▶ **Work task**: Word for word, reproduce every line of the data.

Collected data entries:

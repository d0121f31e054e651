use crate::component::{Component, Descriptor};
use crate::element::ElementId;
use crate::error::Result;
use crate::project::Project;

/// Runs its nested elements in order. Children are bound just before they run.
#[derive(Debug, Default)]
pub struct Sequential {
  tasks: Vec<ElementId>,
}

impl Sequential {
  pub(crate) fn descriptor() -> Descriptor<Sequential> {
    Descriptor::<Sequential>::new().tasks(|seq, task| seq.tasks.push(task))
  }
}

impl Component for Sequential {
  fn execute(&self, project: &mut Project, _element: ElementId) -> Result<()> {
    for &task in &self.tasks {
      project.perform(task)?;
    }
    Ok(())
  }
}
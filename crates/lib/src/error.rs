//! Error types for parsing, binding and executing builds.
//!
//! Every core operation returns [`BuildError`], which pairs an [`ErrorKind`]
//! with the [`Location`] of the element that caused it. Errors created deep in
//! a component usually start out without a location and get stamped by the
//! caller that knows which element was running.

use std::fmt;
use std::path::PathBuf;

use thiserror::Error;

use crate::location::Location;
use crate::macros::MacroError;

/// Everything that can go wrong in a build.
#[derive(Debug, Error)]
pub enum ErrorKind {
  #[error("XML syntax error: {0}")]
  Xml(String),

  #[error("unable to read {}: {source}", .path.display())]
  Io {
    path: PathBuf,
    #[source]
    source: std::io::Error,
  },

  #[error("Unexpected element \"{0}\"")]
  UnexpectedElement(String),

  #[error("Unexpected attribute \"{0}\"")]
  UnexpectedAttribute(String),

  #[error("Unexpected text \"{0}\"")]
  UnexpectedText(String),

  #[error("{element} element appears without a {attribute} attribute")]
  MissingAttribute { element: String, attribute: String },

  #[error("name attribute must not be empty")]
  EmptyTargetName,

  #[error("Duplicate target '{0}'")]
  DuplicateTarget(String),

  #[error("Syntax Error: depends attribute of target \"{target}\" {problem}")]
  MalformedDepends { target: String, problem: String },

  #[error("Problem: failed to create task or type {0}")]
  UnknownType(String),

  #[error("{element} doesn't support the \"{attribute}\" attribute")]
  UnsupportedAttribute { element: String, attribute: String },

  #[error("{element} doesn't support the nested \"{child}\" element")]
  UnsupportedElement { element: String, child: String },

  #[error("{0} doesn't support nested text data")]
  UnsupportedText(String),

  #[error("{value} is not a legal value for attribute \"{attribute}\": {reason}")]
  InvalidValue {
    attribute: String,
    value: String,
    reason: String,
  },

  #[error("Syntax error in property: {0}")]
  PropertySyntax(String),

  #[error("Reference {0} not found.")]
  UnknownReference(String),

  #[error("Reference {id} is not a {expected}")]
  WrongReferenceType { id: String, expected: String },

  #[error("Circular reference to {0}")]
  CircularReference(String),

  #[error("Target \"{name}\" does not exist in the project \"{project}\".{}", used_from_note(.used_from))]
  UnknownTarget {
    name: String,
    project: String,
    used_from: Option<String>,
  },

  #[error("Circular dependency: {}", .0.join(" <- "))]
  CircularDependency(Vec<String>),

  #[error("No target specified and the project has no default target")]
  NoTarget,

  #[error("{0}")]
  InvalidUsage(String),

  #[error(transparent)]
  Macro(#[from] MacroError),

  #[error("{message}")]
  Failed { message: String, status: Option<i32> },

  #[error("The following error occurred while executing this line:\n{0}")]
  Nested(Box<BuildError>),
}

fn used_from_note(used_from: &Option<String>) -> String {
  match used_from {
    Some(target) => format!(" It is used from target \"{}\".", target),
    None => String::new(),
  }
}

/// An [`ErrorKind`] plus the source location it applies to.
#[derive(Debug)]
pub struct BuildError {
  kind: Box<ErrorKind>,
  location: Location,
}

pub type Result<T, E = BuildError> = std::result::Result<T, E>;

impl BuildError {
  pub fn new(kind: ErrorKind) -> Self {
    Self::at(kind, Location::UNKNOWN)
  }

  pub fn at(kind: ErrorKind, location: Location) -> Self {
    Self {
      kind: Box::new(kind),
      location,
    }
  }

  /// A task failure with the given message.
  pub fn failed(message: impl Into<String>) -> Self {
    Self::new(ErrorKind::Failed {
      message: message.into(),
      status: None,
    })
  }

  pub fn kind(&self) -> &ErrorKind {
    &self.kind
  }

  pub fn location(&self) -> &Location {
    &self.location
  }

  /// Stamp `location` onto the error unless it already carries one.
  pub fn located(mut self, location: &Location) -> Self {
    if !self.location.is_known() {
      self.location = location.clone();
    }
    self
  }

  /// Replace the location unconditionally.
  pub fn relocated(mut self, location: &Location) -> Self {
    self.location = location.clone();
    self
  }

  /// Wrap a located error so that it is reported from `location` while still
  /// showing the line it originally came from.
  pub fn nested_at(self, location: &Location) -> Self {
    if self.location.is_known() {
      Self::at(ErrorKind::Nested(Box::new(self)), location.clone())
    } else {
      self.relocated(location)
    }
  }

  /// The exit status requested by a failing task, if any.
  pub fn exit_status(&self) -> Option<i32> {
    match self.kind() {
      ErrorKind::Failed { status, .. } => *status,
      ErrorKind::Nested(inner) => inner.exit_status(),
      _ => None,
    }
  }
}

impl fmt::Display for BuildError {
  fn fmt(&self, f: &mut fmt::Formatter<'_>) -> fmt::Result {
    if self.location.is_known() {
      write!(f, "{}: {}", self.location, self.kind)
    } else {
      write!(f, "{}", self.kind)
    }
  }
}

impl std::error::Error for BuildError {
  fn source(&self) -> Option<&(dyn std::error::Error + 'static)> {
    match self.kind() {
      ErrorKind::Io { source, .. } => Some(source),
      _ => None,
    }
  }
}

impl From<ErrorKind> for BuildError {
  fn from(kind: ErrorKind) -> Self {
    Self::new(kind)
  }
}

impl From<MacroError> for BuildError {
  fn from(err: MacroError) -> Self {
    Self::new(ErrorKind::Macro(err))
  }
}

▶ **Solution for this task**:
repository d0121f31e054e651
use crate::component::{Component, Descriptor};
use crate::element::ElementId;
use crate::error::Result;
use crate::project::Project;

/// Runs its nested elements in order. Children are bound just before they run.
#[derive(Debug, Default)]
pub struct Sequential {
  tasks: Vec<ElementId>,
}

impl Sequential {
  pub(crate) fn descriptor() -> Descriptor<Sequential> {
    Descriptor::<Sequential>::new().tasks(|seq, task| seq.tasks.push(task))
  }
}

impl Component for Sequential {
  fn execute(&self, project: &mut Project, _element: ElementId) -> Result<()> {
    for &task in &self.tasks {
      project.perform(task)?;
    }
    Ok(())
  }
}
filename crates/lib/src/error.rs
//! Error types for parsing, binding and executing builds.
//!
//! Every core operation returns [`BuildError`], which pairs an [`ErrorKind`]
//! with the [`Location`] of the element that caused it. Errors created deep in
//! a component usually start out without a location and get stamped by the
//! caller that knows which element was running.

use std::fmt;
use std::path::PathBuf;

use thiserror::Error;

use crate::location::Location;
use crate::macros::MacroError;

/// Everything that can go wrong in a build.
#[derive(Debug, Error)]
pub enum ErrorKind {
  #[error("XML syntax error: {0}")]
  Xml(String),

  #[error("unable to read {}: {source}", .path.display())]
  Io {
    path: PathBuf,
    #[source]
    source: std::io::Error,
  },

  #[error("Unexpected element \"{0}\"")]
  UnexpectedElement(String),

  #[error("Unexpected attribute \"{0}\"")]
  UnexpectedAttribute(String),

  #[error("Unexpected text \"{0}\"")]
  UnexpectedText(String),

  #[error("{element} element appears without a {attribute} attribute")]
  MissingAttribute { element: String, attribute: String },

  #[error("name attribute must not be empty")]
  EmptyTargetName,

  #[error("Duplicate target '{0}'")]
  DuplicateTarget(String),

  #[error("Syntax Error: depends attribute of target \"{target}\" {problem}")]
  MalformedDepends { target: String, problem: String },

  #[error("Problem: failed to create task or type {0}")]
  UnknownType(String),

  #[error("{element} doesn't support the \"{attribute}\" attribute")]
  UnsupportedAttribute { element: String, attribute: String },

  #[error("{element} doesn't support the nested \"{child}\" element")]
  UnsupportedElement { element: String, child: String },

  #[error("{0} doesn't support nested text data")]
  UnsupportedText(String),

  #[error("{value} is not a legal value for attribute \"{attribute}\": {reason}")]
  InvalidValue {
    attribute: String,
    value: String,
    reason: String,
  },

  #[error("Syntax error in property: {0}")]
  PropertySyntax(String),

  #[error("Reference {0} not found.")]
  UnknownReference(String),

  #[error("Reference {id} is not a {expected}")]
  WrongReferenceType { id: String, expected: String },

  #[error("Circular reference to {0}")]
  CircularReference(String),

  #[error("Target \"{name}\" does not exist in the project \"{project}\".{}", used_from_note(.used_from))]
  UnknownTarget {
    name: String,
    project: String,
    used_from: Option<String>,
  },

  #[error("Circular dependency: {}", .0.join(" <- "))]
  CircularDependency(Vec<String>),

  #[error("No target specified and the project has no default target")]
  NoTarget,

  #[error("{0}")]
  InvalidUsage(String),

  #[error(transparent)]
  Macro(#[from] MacroError),

  #[error("{message}")]
  Failed { message: String, status: Option<i32> },

  #[error("The following error occurred while executing this line:\n{0}")]
  Nested(Box<BuildError>),
}

fn used_from_note(used_from: &Option<String>) -> String {
  match used_from {
    Some(target) => format!(" It is used from target \"{}\".", target),
    None => String::new(),
  }
}

/// An [`ErrorKind`] plus the source location it applies to.
#[derive(Debug)]
pub struct BuildError {
  kind: Box<ErrorKind>,
  location: Location,
}

pub type Result<T, E = BuildError> = std::result::Result<T, E>;

impl BuildError {
  pub fn new(kind: ErrorKind) -> Self {
    Self::at(kind, Location::UNKNOWN)
  }

  pub fn at(kind: ErrorKind, location: Location) -> Self {
    Self {
      kind: Box::new(kind),
      location,
    }
  }

  /// A task failure with the given message.
  pub fn failed(message: impl Into<String>) -> Self {
    Self::new(ErrorKind::Failed {
      message: message.into(),
      status: None,
    })
  }

  pub fn kind(&self) -> &ErrorKind {
    &self.kind
  }

  pub fn location(&self) -> &Location {
    &self.location
  }

  /// Stamp `location` onto the error unless it already carries one.
  pub fn located(mut self, location: &Location) -> Self {
    if !self.location.is_known() {
      self.location = location.clone();
    }
    self
  }

  /// Replace the location unconditionally.
  pub fn relocated(mut self, location: &Location) -> Self {
    self.location = location.clone();
    self
  }

  /// Wrap a located error so that it is reported from `location` while still
  /// showing the line it originally came from.
  pub fn nested_at(self, location: &Location) -> Self {
    if self.location.is_known() {
      Self::at(ErrorKind::Nested(Box::new(self)), location.clone())
    } else {
      self.relocated(location)
    }
  }

  /// The exit status requested by a failing task, if any.
  pub fn exit_status(&self) -> Option<i32> {
    match self.kind() {
      ErrorKind::Failed { status, .. } => *status,
      ErrorKind::Nested(inner) => inner.exit_status(),
      _ => None,
    }
  }
}

impl fmt::Display for BuildError {
  fn fmt(&self, f: &mut fmt::Formatter<'_>) -> fmt::Result {
    if self.location.is_known() {
      write!(f, "{}: {}", self.location, self.kind)
    } else {
      write!(f, "{}", self.kind)
    }
  }
}

impl std::error::Error for BuildError {
  fn source(&self) -> Option<&(dyn std::error::Error + 'static)> {
    match self.kind() {
      ErrorKind::Io { source, .. } => Some(source),
      _ => None,
    }
  }
}

impl From<ErrorKind> for BuildError {
  fn from(kind: ErrorKind) -> Self {
    Self::new(kind)
  }
}

impl From<MacroError> for BuildError {
  fn from(err: MacroError) -> Self {
    Self::new(ErrorKind::Macro(err))
  }
}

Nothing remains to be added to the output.